I recently reread a cherished book from my childhood, the Calvin and Hobbes Tenth Anniversary Book, which as a child I only read for the strips. But this time I started reading the long introduction and was shocked. He opened the collection with a long diatribe about the state of the comics industry, his enormous problems with syndicates and licensing, and the untapped potential of the medium. Heavy stuff for a 10-year-old. His problems essentially stem from his struggle for the world to take his art as seriously as he does, and to recognize that licensing would cheapen that art. It is an expanded essay from his October 27, 1989 speech The Cheapening of Comics, at Ohio State University. (For a deeper background here is an interview from Watterson’s first year as a cartoonist where he comments that he’d like to continue forever.)

Watterson really is a fascinating individual, and loves (perhaps loved as his strip ended ten years ago and he has produced nothing since) the comic medium very deeply. Or at least the newspaper strips. I found myself outraged by one strip in the Tenth Anniversary Book. Calvin is reading comic books, and comments that his mother does not understand comics.

She doesn’t realize that comic books deal with serious issues of the day. Today’s superheroes face tough moral dilemmas. Comic Books aren’t just escapist fantasy. They’re sophisticated social critiques.

To this Hobbes queries: “Is Amazon Girl’s super power the ability to squeeze that figure into that suit?” and Calvin answers, “Nah, they all can do that.” The strip is fair and amusing in and of itself. It’s the captioned comments of the Tenth Anniversary Book that bother me:

You can make your superhero a psychopath, you can draw gut-splattering violence, and you can call it a “graphic novel,” but comic books are still incredibly stupid.

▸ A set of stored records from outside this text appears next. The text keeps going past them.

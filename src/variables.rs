//! Caller-side named values (the calculator "memory").
//!
//! Bindings can be seeded from a TOML file:
//!
//! ```toml
//! [variables]
//! M = 5.0
//! ```
//!
//! and from `NAME=VALUE` pairs on the command line, which win over the file.

use serde::Deserialize;
use std::path::{Path, PathBuf};

use crate::model::Variables;

#[derive(Debug, thiserror::Error)]
pub enum VariablesError {
    #[error("Cannot read {}", path.display())]
    Read {
        path: PathBuf,
        #[source]
        source: std::io::Error,
    },
    #[error("Failed to parse {}", path.display())]
    Parse {
        path: PathBuf,
        #[source]
        source: toml::de::Error,
    },
    #[error("Expected NAME=VALUE, got '{0}'")]
    Assignment(String),
    #[error("Invalid value for {name}: '{value}'")]
    Value { name: String, value: String },
}

#[derive(Debug, Deserialize)]
struct VariablesFile {
    #[serde(default)]
    variables: Variables,
}

/// Load bindings from a TOML file
pub fn load(path: &Path) -> Result<Variables, VariablesError> {
    let content = std::fs::read_to_string(path).map_err(|source| VariablesError::Read {
        path: path.to_path_buf(),
        source,
    })?;
    parse(&content).map_err(|source| VariablesError::Parse {
        path: path.to_path_buf(),
        source,
    })
}

fn parse(content: &str) -> Result<Variables, toml::de::Error> {
    let file: VariablesFile = toml::from_str(content)?;
    Ok(file.variables)
}

/// Parse a `NAME=VALUE` pair
pub fn parse_assignment(text: &str) -> Result<(String, f64), VariablesError> {
    let (name, value) = text
        .split_once('=')
        .ok_or_else(|| VariablesError::Assignment(text.to_string()))?;
    let name = name.trim();
    if name.is_empty() {
        return Err(VariablesError::Assignment(text.to_string()));
    }
    let value = value.trim();
    let parsed = value.parse::<f64>().map_err(|_| VariablesError::Value {
        name: name.to_string(),
        value: value.to_string(),
    })?;
    Ok((name.to_string(), parsed))
}

/// Bindings from an optional file overlaid with command-line assignments
pub fn resolve(file: Option<&Path>, assignments: &[String]) -> Result<Variables, VariablesError> {
    let mut variables = match file {
        Some(path) => load(path)?,
        None => Variables::new(),
    };
    for assignment in assignments {
        let (name, value) = parse_assignment(assignment)?;
        variables.insert(name, value);
    }
    Ok(variables)
}

#[cfg(test)]
mod tests {
    use super::*;

    #[test]
    fn test_parse_file() {
        let variables = parse("[variables]\nM = 5\nrate = 0.25\n").unwrap();
        assert_eq!(variables["M"], 5.0);
        assert_eq!(variables["rate"], 0.25);
    }

    #[test]
    fn test_parse_empty_file() {
        assert!(parse("").unwrap().is_empty());
    }

    #[test]
    fn test_parse_rejects_non_numbers() {
        assert!(parse("[variables]\nM = \"five\"\n").is_err());
    }

    #[test]
    fn test_parse_assignment() {
        assert_eq!(parse_assignment("M=5").unwrap(), ("M".to_string(), 5.0));
        assert_eq!(parse_assignment(" x = -1.5 ").unwrap(), ("x".to_string(), -1.5));
        assert!(matches!(
            parse_assignment("M"),
            Err(VariablesError::Assignment(_))
        ));
        assert!(matches!(
            parse_assignment("=3"),
            Err(VariablesError::Assignment(_))
        ));
        assert!(matches!(
            parse_assignment("M=abc"),
            Err(VariablesError::Value { .. })
        ));
    }

    #[test]
    fn test_resolve_overrides_file() {
        let dir = tempfile::tempdir().unwrap();
        let path = dir.path().join("vars.toml");
        std::fs::write(&path, "[variables]\nM = 1\nN = 2\n").unwrap();

        let variables = resolve(Some(&path), &["M=10".to_string()]).unwrap();
        assert_eq!(variables["M"], 10.0);
        assert_eq!(variables["N"], 2.0);
    }

    #[test]
    fn test_load_missing_file() {
        let dir = tempfile::tempdir().unwrap();
        let err = load(&dir.path().join("missing.toml")).unwrap_err();
        assert!(matches!(err, VariablesError::Read { .. }));
        assert!(err.to_string().contains("missing.toml"));
    }
}
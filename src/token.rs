//! Shell tokens.
//!
//! Each word typed at the shell is exactly one token; nothing here parses
//! expressions.

use crate::model::Entry;

#[derive(Debug, Clone, PartialEq)]
pub enum Token {
    Entry(Entry),
    Undo,
    /// Start over with a fresh engine and empty memory
    Clear,
    /// Store the displayed value under a name
    Store(String),
}

#[derive(Debug, thiserror::Error, PartialEq, Eq)]
pub enum TokenError {
    #[error("Empty token")]
    Empty,
    #[error("Missing variable name in '{0}'")]
    MissingName(String),
}

/// ASCII spellings accepted for registry symbols
const ALIASES: &[(&str, &str)] = &[
    ("*", "×"),
    ("x", "×"),
    ("/", "÷"),
    ("sqrt", "√"),
    ("pi", "π"),
    ("neg", "±"),
    ("+/-", "±"),
    ("!", "x!"),
    ("fact", "x!"),
    ("rand", "Rand"),
    ("**", "^"),
];

/// Registry symbol for a word, resolving ASCII aliases
pub fn canonical_symbol(word: &str) -> &str {
    ALIASES
        .iter()
        .find(|(alias, _)| *alias == word)
        .map(|(_, symbol)| *symbol)
        .unwrap_or(word)
}

pub fn parse_token(word: &str) -> Result<Token, TokenError> {
    let word = word.trim();
    if word.is_empty() {
        return Err(TokenError::Empty);
    }

    match word {
        "undo" => return Ok(Token::Undo),
        "clear" => return Ok(Token::Clear),
        _ => {}
    }

    if let Some(name) = word.strip_prefix('@') {
        return Ok(Token::Entry(Entry::Variable(name_or_err(name, word)?)));
    }
    if let Some(name) = word.strip_prefix('→').or_else(|| word.strip_prefix("->")) {
        return Ok(Token::Store(name_or_err(name, word)?));
    }

    if looks_numeric(word) {
        if let Ok(value) = word.parse::<f64>() {
            return Ok(Token::Entry(Entry::Operand(value)));
        }
    }

    Ok(Token::Entry(Entry::Operator(
        canonical_symbol(word).to_string(),
    )))
}

pub fn parse_tokens<I, S>(words: I) -> Result<Vec<Token>, TokenError>
where
    I: IntoIterator<Item = S>,
    S: AsRef<str>,
{
    words.into_iter().map(|w| parse_token(w.as_ref())).collect()
}

fn name_or_err(name: &str, word: &str) -> Result<String, TokenError> {
    if name.is_empty() {
        Err(TokenError::MissingName(word.to_string()))
    } else {
        Ok(name.to_string())
    }
}

/// Only digit-led words are numbers, so `e`, `inf` and `-` stay operators
fn looks_numeric(word: &str) -> bool {
    let unsigned = word
        .strip_prefix('-')
        .or_else(|| word.strip_prefix('+'))
        .unwrap_or(word);
    unsigned
        .chars()
        .next()
        .map(|c| c.is_ascii_digit() || c == '.')
        .unwrap_or(false)
}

This I found unbelievable. Watterson, the endless crusader to have his work recognized as the great art he believes it to be, would undermine similar efforts by comic artists in other genres. Newspaper funnies are apparently art, yet comic book superheroes are necessarily garbage. I believe his reasoning is the lack of creator control, as he is a very heavy proponent that creators should retain the rights to their characters. He believes that strips should end with the retirement or death of their creators and should not continue by the pen of other artists and writers. However corrupt the system that allowed this to happen, great iconic characters are available to tell wonderful stories of a range of different values and emotions, and this should not be so easily dismissed by one who has fought so hard to have his art recognized.

Comics is a versatile medium capable of telling a variety of different stories very powerfully. While that point bothered me so I had to respond, Watterson hit the nail on the head with his critique of the newspaper industry and comics’ role in it. His reasoning was ahead of its time, and this is why I will not submit any of my work to syndicates in the immediate future.